When looking the world map, somebody might say that the Canary Islands are an isolated place. In your opinion, what are the things that have affected the most on the street art in the islands?
I don’t think the interpretation about this territory is completely correct. Yes, we are isolated geographically, but this isolation endorses people to travel more. It’s a condition for an islander – to travel. And this enriches our culture because the ones who return, they come back with a full suitcase and willing to contribute to others. It is a territory with a lot of migratory movement. It is also a transit point. This keeps us very connected with the world and not only to Europe.
What is your view on this: Why there are less women than men in street art scene?

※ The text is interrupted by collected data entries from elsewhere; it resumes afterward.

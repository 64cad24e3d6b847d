use std::collections::HashMap;
use std::fmt::{Display, Formatter};
use std::path::Path;

use serde::Deserialize;

#[cfg(target_os = "windows")]
const FILE_OPENER: &str = "explorer";
#[cfg(not(target_os = "windows"))]
const FILE_OPENER: &str = "xdg-open";

pub const EDIT_COMMAND_NAME: &str = "--edit";
pub const SHOW_SETTINGS_COMMAND_NAME: &str = "--show setting";

const FILE_FILTER_SENTINEL: &str = "(ff)";

/// Document written on first run, before the initial parse.
const DEFAULT_DOCUMENT: &str = r#"# KeySpring command registry.
#
# Each list row is one newline-delimited record: name, executable, then any
# number of argument lines. Aliases substitute the executable field before
# PATH resolution.
version = 1

list = [
    "notepad\nnotepad.exe",
    "shell\ncmd.exe\n/k cd %USERPROFILE%",
]

[alias]
np = "notepad.exe"
"#;

#[derive(Debug)]
pub enum RegistryError {
    Bootstrap(std::io::Error),
    Read(std::io::Error),
    Parse(toml::de::Error),
}

impl Display for RegistryError {
    fn fmt(&self, f: &mut Formatter<'_>) -> std::fmt::Result {
        match self {
            Self::Bootstrap(error) => write!(f, "registry bootstrap failed: {error}"),
            Self::Read(error) => write!(f, "registry read failed: {error}"),
            Self::Parse(error) => write!(f, "registry parse failed: {error}"),
        }
    }
}

impl std::error::Error for RegistryError {}

impl From<toml::de::Error> for RegistryError {
    fn from(value: toml::de::Error) -> Self {
        Self::Parse(value)
    }
}

#[derive(Debug, Clone, PartialEq, Eq)]
pub enum ExecSpec {
    Program(String),
    FileFilter,
    ShowSettings,
}

#[derive(Debug, Clone, PartialEq, Eq)]
pub struct CommandEntry {
    pub name: String,
    pub exec: ExecSpec,
    pub args: String,
}

#[derive(Debug, Deserialize)]
struct RegistryDoc {
    #[serde(default)]
    version: i64,
    #[serde(default)]
    alias: HashMap<String, String>,
    #[serde(default)]
    list: Vec<String>,
}

#[derive(Debug, Default)]
pub struct Registry {
    version: i64,
    aliases: HashMap<String, String>,
    commands: Vec<CommandEntry>,
    by_name: HashMap<String, usize>,
}

impl Registry {
    /// Loads the command registry, provisioning the default document first if
    /// `path` does not exist yet. A malformed document root is fatal to this
    /// call; individual malformed rows are not.
    pub fn load(path: &Path) -> Result<Self, RegistryError> {
        if !path.exists() {
            if let Some(parent) = path.parent() {
                std::fs::create_dir_all(parent).map_err(RegistryError::Bootstrap)?;
            }
            std::fs::write(path, DEFAULT_DOCUMENT).map_err(RegistryError::Bootstrap)?;
        }

        let raw = std::fs::read_to_string(path).map_err(RegistryError::Read)?;
        let doc: RegistryDoc = toml::from_str(&raw)?;

        let mut registry = Self {
            version: doc.version,
            aliases: doc.alias,
            commands: Vec::new(),
            by_name: HashMap::new(),
        };

        for row in &doc.list {
            if let Some(entry) = parse_row(row) {
                registry.insert(entry);
            }
        }

        // Synthetic entries go in last so they win any name collision with a
        // user row.
        registry.insert(CommandEntry {
            name: EDIT_COMMAND_NAME.to_string(),
            exec: ExecSpec::Program(FILE_OPENER.to_string()),
            args: format!("\"{}\"", path.display()),
        });
        registry.insert(CommandEntry {
            name: SHOW_SETTINGS_COMMAND_NAME.to_string(),
            exec: ExecSpec::ShowSettings,
            args: String::new(),
        });

        Ok(registry)
    }

    fn insert(&mut self, entry: CommandEntry) {
        if let Some(&index) = self.by_name.get(&entry.name) {
            self.commands[index] = entry;
            return;
        }
        self.by_name.insert(entry.name.clone(), self.commands.len());
        self.commands.push(entry);
    }

    pub fn version(&self) -> i64 {
        self.version
    }

    pub fn command(&self, name: &str) -> Option<&CommandEntry> {
        self.by_name.get(name).map(|&index| &self.commands[index])
    }

    pub fn commands(&self) -> &[CommandEntry] {
        &self.commands
    }

    pub fn command_names(&self) -> Vec<String> {
        self.commands.iter().map(|entry| entry.name.clone()).collect()
    }

    /// Exact-match alias substitution; identity on a miss. Never fails.
    pub fn resolve_alias<'a>(&'a self, exec: &'a str) -> &'a str {
        self.aliases.get(exec).map(String::as_str).unwrap_or(exec)
    }
}

/// One list row is `name\nexec\n[args...]`. Rows with fewer than two fields
/// carry no launchable meaning and are dropped.
fn parse_row(row: &str) -> Option<CommandEntry> {
    let fields: Vec<&str> = row.split('\n').collect();
    if fields.len() < 2 {
        return None;
    }

    let exec = if fields[1] == FILE_FILTER_SENTINEL {
        ExecSpec::FileFilter
    } else {
        ExecSpec::Program(fields[1].to_string())
    };

    let args = if fields.len() >= 3 {
        fields[2..].join("\n")
    } else {
        String::new()
    };

    Some(CommandEntry {
        name: fields[0].to_string(),
        exec,
        args,
    })
}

It is the same in street art as in every other field: women have to spend too much time on housework. I have a personal opinion too and it is a less politically correct. Graffiti is actually a quite masculine action. I will try to explain myself with a risk of being misunderstood. If we look deeper into the root of the phenomenon, it implies violence or intention of aggression or complaint more than rehabilitation or beautification of the environment. It is also about boosting an identity, individual or collective. It is an active way to communicate, to be noticed, to belong. We might say that these attitudes and ways of communication are mostly reserved for masculine gender. But luckily my mother taught me that to be taken seriously, you must act like a man. The female graffiti painters that I have met probably were taught by their mothers like me: women don’t need to ask for permission either.
What kind of impact would you like have with your art?
Delirium. It isn’t surreal, it isn’t fantasy. It’s completely irrational. It is important for me that people think something else and not only what I paint. Paint is metaphor or allegory. In my case it’s more about allegory. There isn’t one clear message. So, I try, as every poet that my works remind people of something. If my painting brings into your mind an old story, a song, your last love, a day in your childhood – then I have achieved what I wanted.
At formal level, regarding to my style, I have hardly any control on colour. My harmony is like the tone of my voice, like my corporal aspect: I don’t try to control it too much. For the shape, I search for the unreal. I have always been obsessed with dreams and the unconscious. The unconscious images that I have when I read, when they tell me a story. They are like fragments of memories because when they accumulate, they build a reality. I do the same with paint: I accumulate different analysis of the same image and improvise with the image that emerges, because I do not have a premeditated image in mind. I think it is ‘delirium’.
What is the most valuable thing you have so far achieved with your work?
In 2013, when I finished my art studies I won a competition and painted a 500-meter long and 5-meter high mural. I worked in a team of eleven people and learnt a lot about colour, application and coordination. I didn’t have this kind of experience before. Now, I look back at this painting and think it could be better but it was a great experience for me professionally and personally. This project was called “Tres Orillas” as the Canary Islands are located between three lands: America, Africa and Europe.
What would you paint in the streets of Helsinki city?
I have never gone so far up north and to a such cold place to paint, but I would love to. For instance, hot colors would be a good idea. Probably I would paint an unreal landscape – a scene that only could be dreamt of in Helsinki.